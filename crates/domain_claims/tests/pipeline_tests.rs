//! Claim pipeline orchestration tests
//!
//! Runs the processor against mock collaborators and the in-memory store,
//! covering the happy path, per-stage degradation, and the fatal
//! persistence path.

use std::sync::Arc;

use domain_claims::{
    Claimability, ClaimInput, ClaimProcessor, ClaimState, FinalDecision, ProcessError, RiskLevel,
    FALLBACK_EXPLANATION,
};
use domain_retrieval::RetrievalEngine;
use test_utils::{
    sample_engine, ImageFindingsBuilder, InMemoryClaimStore, MockExplanationGenerator,
    MockImageAnalyzer, MockKeywordExtractor, MockTabularPredictor, StubEmbedder,
    SurveyFactsBuilder,
};

struct Harness {
    store: Arc<InMemoryClaimStore>,
    processor: ClaimProcessor,
}

fn harness(
    image: MockImageAnalyzer,
    keywords: MockKeywordExtractor,
    retrieval: Arc<RetrievalEngine>,
    tabular: MockTabularPredictor,
    explainer: MockExplanationGenerator,
    store: InMemoryClaimStore,
) -> Harness {
    let store = Arc::new(store);
    let processor = ClaimProcessor::new(
        Arc::new(image),
        Arc::new(keywords),
        retrieval,
        Arc::new(tabular),
        Arc::new(explainer),
        store.clone(),
    );
    Harness { store, processor }
}

fn default_harness() -> Harness {
    harness(
        MockImageAnalyzer::returning(ImageFindingsBuilder::claimable().build()),
        MockKeywordExtractor::returning(&["bumper", "dent"]),
        sample_engine(),
        MockTabularPredictor::scored("APPROVED", 0.91),
        MockExplanationGenerator::new(),
        InMemoryClaimStore::new(),
    )
}

fn clean_input() -> ClaimInput {
    ClaimInput {
        user_id: None,
        insurer: "Acko".to_string(),
        policy_category: "Two Wheeler".to_string(),
        description: "Rear-ended at a signal, bumper dented".to_string(),
        survey: SurveyFactsBuilder::clean().build(),
        image_refs: vec!["uploads/crash_front.jpg".to_string()],
    }
}

/// Engine whose artifact directory does not exist, so every retrieval errs
fn broken_retrieval() -> Arc<RetrievalEngine> {
    Arc::new(RetrievalEngine::new(
        "/nonexistent/rag_index",
        Arc::new(StubEmbedder),
    ))
}

#[tokio::test]
async fn clean_claim_is_approved_and_persisted() {
    let h = default_harness();

    let outcome = h.processor.process(clean_input()).await.unwrap();

    assert_eq!(outcome.decision.final_decision, FinalDecision::Approved);
    assert_eq!(outcome.decision.risk_level, RiskLevel::Low);
    assert_eq!(outcome.decision.reasons, vec!["All checks passed"]);
    assert!(!outcome.clauses_used.is_empty());
    assert!(outcome.clauses_used.len() <= 5);
    assert!(outcome.explanation.starts_with("Assessment for Acko/Two Wheeler"));

    assert_eq!(
        h.store.claim_state(outcome.claim_id),
        Some(ClaimState::Approved)
    );
    let artifacts = h.store.stored_artifacts(outcome.claim_id).unwrap();
    assert_eq!(artifacts.images.len(), 1);
    assert_eq!(artifacts.images[0].filename, "crash_front.jpg");
    assert_eq!(artifacts.explanation.extracted_keywords.keywords, vec!["bumper", "dent"]);
}

#[tokio::test]
async fn intoxicated_driver_claim_is_rejected() {
    let h = default_harness();
    let mut input = clean_input();
    input.survey = SurveyFactsBuilder::clean().with_alcohol_intoxicated(true).build();

    let outcome = h.processor.process(input).await.unwrap();

    assert_eq!(outcome.decision.final_decision, FinalDecision::Rejected);
    assert_eq!(outcome.decision.risk_level, RiskLevel::High);
    assert!(outcome
        .decision
        .reasons
        .contains(&"Driver Alcohol Intoxication Detected".to_string()));
    assert_eq!(
        h.store.claim_state(outcome.claim_id),
        Some(ClaimState::Rejected)
    );
}

#[tokio::test]
async fn image_failure_degrades_without_losing_the_claim() {
    let h = harness(
        MockImageAnalyzer::failing(),
        MockKeywordExtractor::returning(&["bumper"]),
        sample_engine(),
        MockTabularPredictor::scored("APPROVED", 0.8),
        MockExplanationGenerator::new(),
        InMemoryClaimStore::new(),
    );

    let outcome = h.processor.process(clean_input()).await.unwrap();

    // Decision and explanation are present, image findings degraded to the
    // inconclusive default (no claimability, so no image rule fired)
    assert_eq!(outcome.decision.final_decision, FinalDecision::Approved);
    assert!(!outcome.explanation.is_empty());
    let findings = outcome.image_findings.unwrap();
    assert!(findings.claimability.is_none());
    assert!(!findings.damage_detected);

    // One image row is still persisted per uploaded image
    let artifacts = h.store.stored_artifacts(outcome.claim_id).unwrap();
    assert_eq!(artifacts.images.len(), 1);
}

#[tokio::test]
async fn every_degradable_stage_failing_still_yields_a_result() {
    let h = harness(
        MockImageAnalyzer::failing(),
        MockKeywordExtractor::failing(),
        broken_retrieval(),
        MockTabularPredictor::failing(),
        MockExplanationGenerator::failing(),
        InMemoryClaimStore::new(),
    );

    let outcome = h.processor.process(clean_input()).await.unwrap();

    assert_eq!(outcome.decision.final_decision, FinalDecision::Approved);
    assert!(outcome.clauses_used.is_empty());
    assert_eq!(outcome.explanation, FALLBACK_EXPLANATION);
    assert_eq!(outcome.keywords.keywords.len(), 0);
    assert_eq!(
        h.store.claim_state(outcome.claim_id),
        Some(ClaimState::Approved)
    );
}

#[tokio::test]
async fn survey_without_prediction_is_enriched_before_persistence() {
    let h = default_harness();

    let outcome = h.processor.process(clean_input()).await.unwrap();

    let survey = h.store.stored_artifacts(outcome.claim_id).unwrap().survey;
    assert_eq!(survey.prediction.as_deref(), Some("APPROVED"));
    assert_eq!(survey.probability, Some(0.91));
    assert_eq!(survey.payload.probability, Some(0.91));
}

#[tokio::test]
async fn survey_with_prior_prediction_is_left_alone() {
    let h = default_harness();
    let mut input = clean_input();
    input.survey = SurveyFactsBuilder::clean().with_prediction("APPROVED", 0.55).build();

    let outcome = h.processor.process(input).await.unwrap();

    let survey = h.store.stored_artifacts(outcome.claim_id).unwrap().survey;
    assert_eq!(survey.probability, Some(0.55));
}

#[tokio::test]
async fn tabular_missing_fields_leaves_prediction_null() {
    let h = harness(
        MockImageAnalyzer::returning(ImageFindingsBuilder::claimable().build()),
        MockKeywordExtractor::returning(&[]),
        sample_engine(),
        MockTabularPredictor::missing_fields(&["car_age", "driver_age"], &["driver_age"]),
        MockExplanationGenerator::new(),
        InMemoryClaimStore::new(),
    );

    let outcome = h.processor.process(clean_input()).await.unwrap();

    let survey = h.store.stored_artifacts(outcome.claim_id).unwrap().survey;
    assert_eq!(survey.prediction, None);
    assert_eq!(survey.probability, None);
    // The structured report is surfaced through the persisted payload
    assert_eq!(
        survey.payload.extra.get("missing_fields"),
        Some(&serde_json::json!(["driver_age"]))
    );
}

#[tokio::test]
async fn claim_without_images_skips_image_stage() {
    let h = default_harness();
    let mut input = clean_input();
    input.image_refs.clear();

    let outcome = h.processor.process(input).await.unwrap();

    assert!(outcome.image_findings.is_none());
    let artifacts = h.store.stored_artifacts(outcome.claim_id).unwrap();
    assert!(artifacts.images.is_empty());
}

#[tokio::test]
async fn rejected_image_verdict_drives_the_decision() {
    let h = harness(
        MockImageAnalyzer::returning(
            ImageFindingsBuilder::new()
                .with_claimability(Claimability::NotClaimable)
                .with_final_reason("Only small scratches/dents detected")
                .build(),
        ),
        MockKeywordExtractor::returning(&[]),
        sample_engine(),
        MockTabularPredictor::scored("APPROVED", 0.7),
        MockExplanationGenerator::new(),
        InMemoryClaimStore::new(),
    );

    let outcome = h.processor.process(clean_input()).await.unwrap();

    assert_eq!(outcome.decision.final_decision, FinalDecision::Rejected);
    assert_eq!(
        outcome.decision.reasons,
        vec!["Only small scratches/dents detected"]
    );
}

#[tokio::test]
async fn checkpoint_failure_is_fatal() {
    let h = harness(
        MockImageAnalyzer::returning(ImageFindingsBuilder::claimable().build()),
        MockKeywordExtractor::returning(&[]),
        sample_engine(),
        MockTabularPredictor::scored("APPROVED", 0.9),
        MockExplanationGenerator::new(),
        InMemoryClaimStore::failing_create(),
    );

    let err = h.processor.process(clean_input()).await.unwrap_err();
    assert!(matches!(err, ProcessError::Checkpoint(_)));
}

#[tokio::test]
async fn persistence_failure_marks_claim_error_and_propagates() {
    let h = harness(
        MockImageAnalyzer::returning(ImageFindingsBuilder::claimable().build()),
        MockKeywordExtractor::returning(&[]),
        sample_engine(),
        MockTabularPredictor::scored("APPROVED", 0.9),
        MockExplanationGenerator::new(),
        InMemoryClaimStore::failing_finalize(),
    );

    let err = h.processor.process(clean_input()).await.unwrap_err();

    let ProcessError::Persistence { claim_id, .. } = err else {
        panic!("expected persistence error, got {err:?}");
    };
    assert_eq!(h.store.claim_state(claim_id), Some(ClaimState::Error));
}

#### THE PROBLEM:
Read the entries and pick out all lines that include the word "filename".

#### EXERCISE ANSWER:
filename crates/domain_claims/tests/pipeline_tests.rs
    assert_eq!(artifacts.images[0].filename, "crash_front.jpg");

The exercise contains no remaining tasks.